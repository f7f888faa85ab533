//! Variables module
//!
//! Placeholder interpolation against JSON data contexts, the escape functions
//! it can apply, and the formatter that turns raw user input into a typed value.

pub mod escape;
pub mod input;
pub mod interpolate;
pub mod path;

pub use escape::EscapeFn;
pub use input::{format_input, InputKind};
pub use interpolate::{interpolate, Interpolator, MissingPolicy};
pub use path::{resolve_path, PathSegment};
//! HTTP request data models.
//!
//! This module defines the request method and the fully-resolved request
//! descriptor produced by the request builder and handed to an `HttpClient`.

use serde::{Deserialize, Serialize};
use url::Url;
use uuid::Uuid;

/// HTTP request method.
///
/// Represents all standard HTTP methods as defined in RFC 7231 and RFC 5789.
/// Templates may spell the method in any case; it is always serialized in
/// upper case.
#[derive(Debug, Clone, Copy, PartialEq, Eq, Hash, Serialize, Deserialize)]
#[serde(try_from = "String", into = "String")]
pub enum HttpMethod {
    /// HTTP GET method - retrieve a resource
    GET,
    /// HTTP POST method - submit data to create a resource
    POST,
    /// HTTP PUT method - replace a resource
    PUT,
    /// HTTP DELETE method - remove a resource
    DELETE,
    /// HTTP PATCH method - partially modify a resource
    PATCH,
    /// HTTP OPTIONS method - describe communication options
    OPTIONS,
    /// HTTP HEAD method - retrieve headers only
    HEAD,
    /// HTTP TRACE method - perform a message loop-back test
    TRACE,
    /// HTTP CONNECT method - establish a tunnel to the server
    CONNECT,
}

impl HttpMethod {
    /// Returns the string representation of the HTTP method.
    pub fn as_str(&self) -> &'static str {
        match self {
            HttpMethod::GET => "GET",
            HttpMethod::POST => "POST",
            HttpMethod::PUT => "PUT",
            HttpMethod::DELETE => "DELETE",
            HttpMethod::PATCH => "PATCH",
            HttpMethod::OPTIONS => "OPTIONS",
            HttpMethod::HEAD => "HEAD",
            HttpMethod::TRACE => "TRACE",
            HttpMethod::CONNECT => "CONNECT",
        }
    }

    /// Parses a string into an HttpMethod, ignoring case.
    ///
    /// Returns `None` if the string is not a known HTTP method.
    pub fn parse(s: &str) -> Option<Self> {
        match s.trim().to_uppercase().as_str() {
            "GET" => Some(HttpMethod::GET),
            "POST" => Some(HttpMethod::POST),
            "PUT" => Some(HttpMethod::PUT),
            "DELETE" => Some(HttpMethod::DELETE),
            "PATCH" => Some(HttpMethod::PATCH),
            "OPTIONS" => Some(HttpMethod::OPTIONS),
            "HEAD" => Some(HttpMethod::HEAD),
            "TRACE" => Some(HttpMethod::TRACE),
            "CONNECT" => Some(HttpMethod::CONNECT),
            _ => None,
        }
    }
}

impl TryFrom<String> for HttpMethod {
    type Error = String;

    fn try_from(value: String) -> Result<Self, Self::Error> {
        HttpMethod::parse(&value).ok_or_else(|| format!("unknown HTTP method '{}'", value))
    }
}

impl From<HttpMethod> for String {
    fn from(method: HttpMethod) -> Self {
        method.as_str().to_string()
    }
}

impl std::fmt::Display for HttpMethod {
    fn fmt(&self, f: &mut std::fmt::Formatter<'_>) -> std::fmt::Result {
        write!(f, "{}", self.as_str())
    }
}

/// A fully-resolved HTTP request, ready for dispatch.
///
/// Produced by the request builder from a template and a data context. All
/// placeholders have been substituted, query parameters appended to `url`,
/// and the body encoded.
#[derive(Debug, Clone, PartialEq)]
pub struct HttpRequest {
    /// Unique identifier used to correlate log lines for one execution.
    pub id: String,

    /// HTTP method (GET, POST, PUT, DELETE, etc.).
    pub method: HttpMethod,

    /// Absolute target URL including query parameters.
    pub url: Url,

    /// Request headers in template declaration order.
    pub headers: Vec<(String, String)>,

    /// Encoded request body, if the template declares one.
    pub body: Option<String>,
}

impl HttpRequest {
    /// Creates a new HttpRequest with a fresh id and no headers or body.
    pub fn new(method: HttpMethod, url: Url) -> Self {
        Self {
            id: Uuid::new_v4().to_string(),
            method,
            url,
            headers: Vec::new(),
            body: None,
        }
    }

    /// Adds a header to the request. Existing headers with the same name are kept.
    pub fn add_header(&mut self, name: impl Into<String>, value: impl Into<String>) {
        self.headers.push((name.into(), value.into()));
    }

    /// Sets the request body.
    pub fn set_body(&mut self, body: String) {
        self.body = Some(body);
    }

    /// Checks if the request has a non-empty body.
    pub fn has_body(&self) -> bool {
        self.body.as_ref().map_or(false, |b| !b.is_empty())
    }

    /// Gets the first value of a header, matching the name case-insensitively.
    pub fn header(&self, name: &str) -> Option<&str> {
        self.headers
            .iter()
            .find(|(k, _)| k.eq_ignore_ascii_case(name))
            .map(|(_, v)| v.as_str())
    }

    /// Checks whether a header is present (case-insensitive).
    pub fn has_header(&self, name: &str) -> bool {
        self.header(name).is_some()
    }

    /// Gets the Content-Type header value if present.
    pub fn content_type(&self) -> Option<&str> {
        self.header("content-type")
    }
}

---

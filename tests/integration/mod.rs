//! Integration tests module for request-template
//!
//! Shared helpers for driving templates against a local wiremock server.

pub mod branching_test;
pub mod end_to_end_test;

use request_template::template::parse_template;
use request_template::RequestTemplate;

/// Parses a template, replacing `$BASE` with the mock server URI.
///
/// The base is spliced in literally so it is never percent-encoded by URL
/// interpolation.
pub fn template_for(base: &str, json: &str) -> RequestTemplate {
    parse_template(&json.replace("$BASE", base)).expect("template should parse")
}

** Try it **
Reproduce exactly the lines above from the line with "repository f7f888faa85ab533" to the line with "Hash, Serialize, Deserialize)]", including both, and add nothing.

** Exercise solution **
repository f7f888faa85ab533
//! Variables module
//!
//! Placeholder interpolation against JSON data contexts, the escape functions
//! it can apply, and the formatter that turns raw user input into a typed value.

pub mod escape;
pub mod input;
pub mod interpolate;
pub mod path;

pub use escape::EscapeFn;
pub use input::{format_input, InputKind};
pub use interpolate::{interpolate, Interpolator, MissingPolicy};
pub use path::{resolve_path, PathSegment};
//! HTTP request data models.
//!
//! This module defines the request method and the fully-resolved request
//! descriptor produced by the request builder and handed to an `HttpClient`.

use serde::{Deserialize, Serialize};
use url::Url;
use uuid::Uuid;

/// HTTP request method.
///
/// Represents all standard HTTP methods as defined in RFC 7231 and RFC 5789.
/// Templates may spell the method in any case; it is always serialized in
/// upper case.
#[derive(Debug, Clone, Copy, PartialEq, Eq, Hash, Serialize, Deserialize)]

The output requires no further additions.